O relativismo reinante em nosso tempo pretende nivelar tudo, sem discernimento. Qualquer palavra do Papa e dos Bispos em matéria moral é entendida como intromissão indevida num mundo em que vale tudo e em que se perdeu o sentido do pecado. Vale o exemplo das reações contra afirmações de Bento XVI na semana passada em audiência aos Diplomatas acreditados no Vaticano, quando disse que “a educação tem necessidade de lugares. Dentre estes, conta-se em primeiro lugar a família, fundada sobre o matrimônio entre um homem e uma mulher; não se trata duma simples convenção social, mas antes da célula fundamental de toda a sociedade. Por conseguinte, as políticas que atentam contra a família ameaçam a dignidade humana e o próprio futuro da humanidade”.
Para sermos “incluídos” na categoria de pecadores como se entende na Bíblia e na Igreja, alguns passos sejam dados, começando pelo reconhecimento das próprias limitações e fraquezas. Depois, a coragem de dizer que carecemos da misericórdia. Ora, para reconhecer-se pecador é necessário tomar consciência do que é o pecado, ou seja, saber que existe pecado.
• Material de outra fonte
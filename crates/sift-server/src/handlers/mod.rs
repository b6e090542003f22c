//! HTTP request handlers organized by domain
//!
//! Each submodule contains handlers for a specific API area.

pub mod autotag;
pub mod classification;
pub mod rules;
pub mod transactions;

// Re-export all handlers for use in router
pub use autotag::*;
pub use classification::*;
pub use rules::*;
pub use transactions::*;
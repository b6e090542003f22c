//! Feedback event operations
//!
//! Events are appended by `apply_decision` and consumed (never deleted) by
//! the feedback learner; the `processed` flag is what makes repeated
//! learner runs idempotent.

use rusqlite::{params, Connection, Row};

use super::{parse_datetime, Database};
use crate::error::Result;
use crate::models::{Decision, ExpenseType, FeedbackEvent, NewFeedbackEvent};

/// Insert within an existing transaction (shared with `apply_decision`)
pub(crate) fn insert_feedback_event(
    conn: &Connection,
    event: &NewFeedbackEvent,
) -> rusqlite::Result<i64> {
    let matched_json =
        serde_json::to_string(&event.matched_rule_ids).unwrap_or_else(|_| "[]".to_string());

    conn.execute(
        r#"
        INSERT INTO feedback_events (
            transaction_id, ai_suggested_type, ai_confidence, user_decision,
            agreed, matched_rule_ids, user_confirmed
        ) VALUES (?, ?, ?, ?, ?, ?, ?)
        "#,
        params![
            event.transaction_id,
            event.ai_suggested_type.as_str(),
            event.ai_confidence,
            event.user_decision.as_str(),
            event.agreed,
            matched_json,
            event.user_confirmed,
        ],
    )?;

    Ok(conn.last_insert_rowid())
}

fn map_event(row: &Row) -> rusqlite::Result<FeedbackEvent> {
    let suggested_str: String = row.get(2)?;
    let decision_str: String = row.get(4)?;
    let matched_json: Option<String> = row.get(6)?;
    let user_confirmed_int: i64 = row.get(7)?;
    let processed_int: i64 = row.get(8)?;
    let created_at_str: String = row.get(9)?;

    Ok(FeedbackEvent {
        id: row.get(0)?,
        transaction_id: row.get(1)?,
        ai_suggested_type: suggested_str.parse().unwrap_or(ExpenseType::Variable),
        ai_confidence: row.get(3)?,
        user_decision: decision_str.parse().unwrap_or(Decision::AiSuggestion),
        agreed: row.get::<_, i64>(5)? != 0,
        matched_rule_ids: matched_json
            .and_then(|j| serde_json::from_str(&j).ok())
            .unwrap_or_default(),
        user_confirmed: user_confirmed_int != 0,
        processed: processed_int != 0,
        created_at: parse_datetime(&created_at_str),
    })
}

const EVENT_COLUMNS: &str = "id, transaction_id, ai_suggested_type, ai_confidence, user_decision, \
     agreed, matched_rule_ids, user_confirmed, processed, created_at";

impl Database {
    /// Append a feedback event outside of a decision write (tests, backfill)
    pub fn append_feedback_event(&self, event: &NewFeedbackEvent) -> Result<i64> {
        let conn = self.conn()?;
        Ok(insert_feedback_event(&conn, event)?)
    }

    /// List events the learner has not consumed yet, oldest first
    pub fn list_unprocessed_feedback(&self, limit: Option<i64>) -> Result<Vec<FeedbackEvent>> {
        let conn = self.conn()?;

        let mut sql = format!(
            "SELECT {} FROM feedback_events WHERE processed = 0 ORDER BY id",
            EVENT_COLUMNS
        );
        if limit.is_some() {
            sql.push_str(" LIMIT ?");
        }

        let mut stmt = conn.prepare(&sql)?;
        let events = match limit {
            Some(n) => stmt
                .query_map(params![n], map_event)?
                .collect::<std::result::Result<Vec<_>, _>>()?,
            None => stmt
                .query_map([], map_event)?
                .collect::<std::result::Result<Vec<_>, _>>()?,
        };

        Ok(events)
    }

    /// Mark events as consumed by the learner
    pub fn mark_feedback_processed(&self, ids: &[i64]) -> Result<usize> {
        if ids.is_empty() {
            return Ok(0);
        }

        let conn = self.conn()?;
        let placeholders = vec!["?"; ids.len()].join(", ");
        let sql = format!(
            "UPDATE feedback_events SET processed = 1 WHERE id IN ({})",
            placeholders
        );

        let params_refs: Vec<&dyn rusqlite::ToSql> =
            ids.iter().map(|id| id as &dyn rusqlite::ToSql).collect();

        let updated = conn.execute(&sql, params_refs.as_slice())?;
        Ok(updated)
    }

    /// List all events recorded for a transaction, newest first
    pub fn list_feedback_for_transaction(&self, transaction_id: i64) -> Result<Vec<FeedbackEvent>> {
        let conn = self.conn()?;

        let mut stmt = conn.prepare(&format!(
            "SELECT {} FROM feedback_events WHERE transaction_id = ? ORDER BY id DESC",
            EVENT_COLUMNS
        ))?;

        let events = stmt
            .query_map(params![transaction_id], map_event)?
            .collect::<std::result::Result<Vec<_>, _>>()?;

        Ok(events)
    }

    /// Count feedback events; `only_unprocessed` restricts to the learner's
    /// backlog
    pub fn count_feedback_events(&self, only_unprocessed: bool) -> Result<i64> {
        let conn = self.conn()?;
        let sql = if only_unprocessed {
            "SELECT COUNT(*) FROM feedback_events WHERE processed = 0"
        } else {
            "SELECT COUNT(*) FROM feedback_events"
        };
        let count = conn.query_row(sql, [], |row| row.get(0))?;
        Ok(count)
    }
}
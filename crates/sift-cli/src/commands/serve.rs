//! Web server command

use std::path::Path;

use anyhow::Result;
use sift_server::ServerConfig;
use tracing::info;

use super::open_db;

/// Comma-separated API keys accepted by the server
const API_KEYS_ENV: &str = "SIFT_API_KEYS";

/// Comma-separated allowed CORS origins
const ALLOWED_ORIGINS_ENV: &str = "SIFT_ALLOWED_ORIGINS";

pub async fn cmd_serve(
    db_path: &Path,
    host: &str,
    port: u16,
    no_auth: bool,
    no_encrypt: bool,
) -> Result<()> {
    let db = open_db(db_path, no_encrypt)?;

    let api_keys: Vec<String> = std::env::var(API_KEYS_ENV)
        .map(|s| {
            s.split(',')
                .map(|k| k.trim().to_string())
                .filter(|k| !k.is_empty())
                .collect()
        })
        .unwrap_or_default();

    let allowed_origins: Vec<String> = std::env::var(ALLOWED_ORIGINS_ENV)
        .map(|s| {
            s.split(',')
                .map(|o| o.trim().to_string())
                .filter(|o| !o.is_empty())
                .collect()
        })
        .unwrap_or_default();

    if !no_auth && api_keys.is_empty() {
        anyhow::bail!(
            "No API keys configured. Set {} with at least one key, or pass --no-auth for local development.",
            API_KEYS_ENV
        );
    }

    if !api_keys.is_empty() {
        info!("Accepting {} API key(s) from {}", api_keys.len(), API_KEYS_ENV);
    }

    let config = ServerConfig {
        require_auth: !no_auth,
        allowed_origins,
        api_keys,
    };

    sift_server::serve_with_config(db, host, port, config).await
}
O pecado é uma falta contra a razão, a verdade, a reta consciência. É uma falha contra o verdadeiro amor para com Deus e para com o próximo, por causa de um apego perverso a certos bens. Fere a natureza do homem e atenta contra a solidariedade humana. O pecado é uma ofensa a Deus, é contrário ao amor que Deus nos tem e afasta dele os nossos corações. É uma desobediência, uma revolta contra Deus, pela vontade de os homens se tornarem como deuses, pretendendo conhecer e determinar por si próprios o que é bem e o que é mal (Gn 3, 5), ignorando a lei inscrita por Deus na consciência. Ele é o amor de si próprio levado até ao desprezo de Deus. Por esta exaltação orgulhosa de si mesmo, o pecado é diametralmente oposto à obediência de Jesus, que realizou a salvação (cf. Catecismo da Igreja Católica, números 1849-1851).
O pecado manifesta a sua violência e a sua multiplicidade: incredulidade, ódio assassino, rejeição e escárnio por parte dos chefes e do povo, covardia de Pilatos e crueldade dos soldados, traição de Judas tão dura para Jesus, negação de Pedro e abandono dos discípulos. No entanto, o sacrifício de Cristo torna-se a fonte de onde brotará, como fonte inesgotável, o perdão dos nossos pecados.
Reconhecer o pecado à luz da misericórdia de Deus gera então o passo dado por Mateus, o dever de deixar a vida passada e andar na companhia de Jesus, pois o processo de conversão é longo e exigente. Nele será necessária a ajuda mútua entre irmãos e irmãs de fé, para que todos tenham a força para perseverar até o fim. Mas a alegria do perdão resplandece desde o primeiro momento. É a festa do encontro com Deus!
Para viver assim, peçamos com a Igreja: Ó Deus, atendei como pai às preces do vosso povo; dai-nos a compreensão de nossos deveres e a força de cumpri-los!